Does this sort of blame-game go on in Europe? I assume it does, but I'm also betting it's less viscious. Besides, most stuff worth banning is already dead and done in most places over there :blah: Or do I have it backwards?
 
Re: Re: Re: Re: Violence in Media: Urban Myth?

Inverurie Jones said:
Nah; telly's a disease. In what way does TV require you to use your brain? None at all. It just encourages you to sit there, getting fat and stupid. Even many documentaries.
Novels can get into your brain, but they (mostly) do it in a good way, which is how Quixote himself sees it...

I've recently been getting into Neuro Linguistic Programming, and as a side topic, hypnotism.

And one day it just clicked with me that TV is actually very, very hypnotic - it easily puts you in a trance state.

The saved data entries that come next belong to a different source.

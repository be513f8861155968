// SPDX-License-Identifier: MIT
// Copyright (c) Microsoft Corporation.

//! The on-disk Munki repository.
//!
//! Catalogs, manifests, icons, and client resources are small and are served directly from
//! the repository directory. Packages are never read from disk; they're redirected to the CDN.

use std::{
    io,
    path::{Component, Path, PathBuf},
};

/// The file whose presence marks a usable repository.
const HEALTH_CHECK_FILE: &str = "catalogs/all";

#[derive(Debug, Clone)]
pub struct Repository {
    root: PathBuf,
    healthy: bool,
}

impl Repository {
    /// Open the repository rooted at `root`.
    ///
    /// The health of the repository is determined once, here: it's healthy if
    /// `catalogs/all` exists.
    pub fn open(root: impl Into<PathBuf>) -> Self {
        let root = root.into();
        let check = root.join(HEALTH_CHECK_FILE);
        let healthy = check.is_file();
        if healthy {
            tracing::info!(root = %root.display(), "Munki repository opened");
        } else {
            tracing::warn!(
                root = %root.display(),
                missing = %check.display(),
                "Munki repository is missing its catalog; health checks will fail"
            );
        }

        Self { root, healthy }
    }

    pub fn is_healthy(&self) -> bool {
        self.healthy
    }

    /// Map a decoded request path to a file under the repository root.
    ///
    /// Returns `None` for paths that would leave the root.
    pub fn resolve(&self, path: &str) -> Option<PathBuf> {
        let relative = Path::new(path.trim_start_matches('/'));
        let mut resolved = self.root.clone();
        for component in relative.components() {
            match component {
                Component::Normal(segment) => resolved.push(segment),
                Component::CurDir => {}
                Component::ParentDir | Component::RootDir | Component::Prefix(_) => return None,
            }
        }

        Some(resolved)
    }

    /// Read a file from the repository.
    ///
    /// Returns `Ok(None)` if the path escapes the root, doesn't exist, or is a directory. A
    /// path the filesystem rejects outright is treated as missing.
    pub async fn read(&self, path: &str) -> io::Result<Option<RepoFile>> {
        let Some(resolved) = self.resolve(path) else {
            tracing::debug!(path, "Refusing to serve a path outside the repository");
            return Ok(None);
        };

        match tokio::fs::metadata(&resolved).await {
            Ok(metadata) if metadata.is_file() => {}
            Ok(_) => return Ok(None),
            Err(error) if is_missing(&error) => return Ok(None),
            Err(error) => return Err(error),
        }
        let contents = match tokio::fs::read(&resolved).await {
            Ok(contents) => contents,
            Err(error) if is_missing(&error) => return Ok(None),
            Err(error) => return Err(error),
        };

        Ok(Some(RepoFile {
            content_type: content_type(&resolved),
            contents,
        }))
    }
}

// Names the filesystem can't represent, such as those with a NUL byte, can't exist either.
fn is_missing(error: &io::Error) -> bool {
    matches!(
        error.kind(),
        io::ErrorKind::NotFound | io::ErrorKind::NotADirectory | io::ErrorKind::InvalidInput
    )
}

/// A file read from the repository.
#[derive(Debug)]
pub struct RepoFile {
    pub content_type: &'static str,
    pub contents: Vec<u8>,
}

/// Pick a Content-Type from the file extension.
///
/// Catalogs and manifests have no extension; they're property lists.
fn content_type(path: &Path) -> &'static str {
    let extension = path
        .extension()
        .and_then(|extension| extension.to_str())
        .map(str::to_ascii_lowercase);
    match extension.as_deref() {
        Some("plist" | "xml") => "application/xml",
        Some("png") => "image/png",
        Some("jpg" | "jpeg") => "image/jpeg",
        Some("gif") => "image/gif",
        Some("svg") => "image/svg+xml",
        Some("zip") => "application/zip",
        Some("json") => "application/json",
        Some("html" | "htm") => "text/html; charset=utf-8",
        Some("txt") => "text/plain; charset=utf-8",
        Some("dmg") => "application/x-apple-diskimage",
        None => "application/xml",
        Some(_) => "application/octet-stream",
    }
}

You have a box that provides both visual and auditory information, which are the most consciously conspicuous senses, and constantly provides high-amounts of input to you when you're in a passive state (sat on your bum). This effectively excludes the rest of the world, and you can get hypnotically drawn in to the programming - often regardless of content.

How often have you found yourself sat there, having just 'snapped out of it', and having just been watching hours of crap TV?

Filling up the senses in a very powerful way during a passive activity is something that TV does but music and books don't do - there's a very different effect on the mind. It'd be interesting to measure the brain states of a TV viewer and compare it to a hypnotic subject.

I'm positive it has a hypnotic effect (plenty of conspiracy goodness in that subject! :D ;) ) and therefore the issue of inadvertant - or purposeful, such as in the case of adverts - hynotic suggestions and commands is something worth thinking about. Keep that in mind.
 
I think Moore's point in Bowling for Columbine was that media does not create the violent rolemodels so much as it evokes an atmosphere of insecurity, especially through low quality news media.

which strikes me as a good point.
 
Vitrius said:
Does this sort of blame-game go on in Europe? I assume it does, but I'm also betting it's less viscious. Besides, most stuff worth banning is already dead and done in most places over there :blah: Or do I have it backwards?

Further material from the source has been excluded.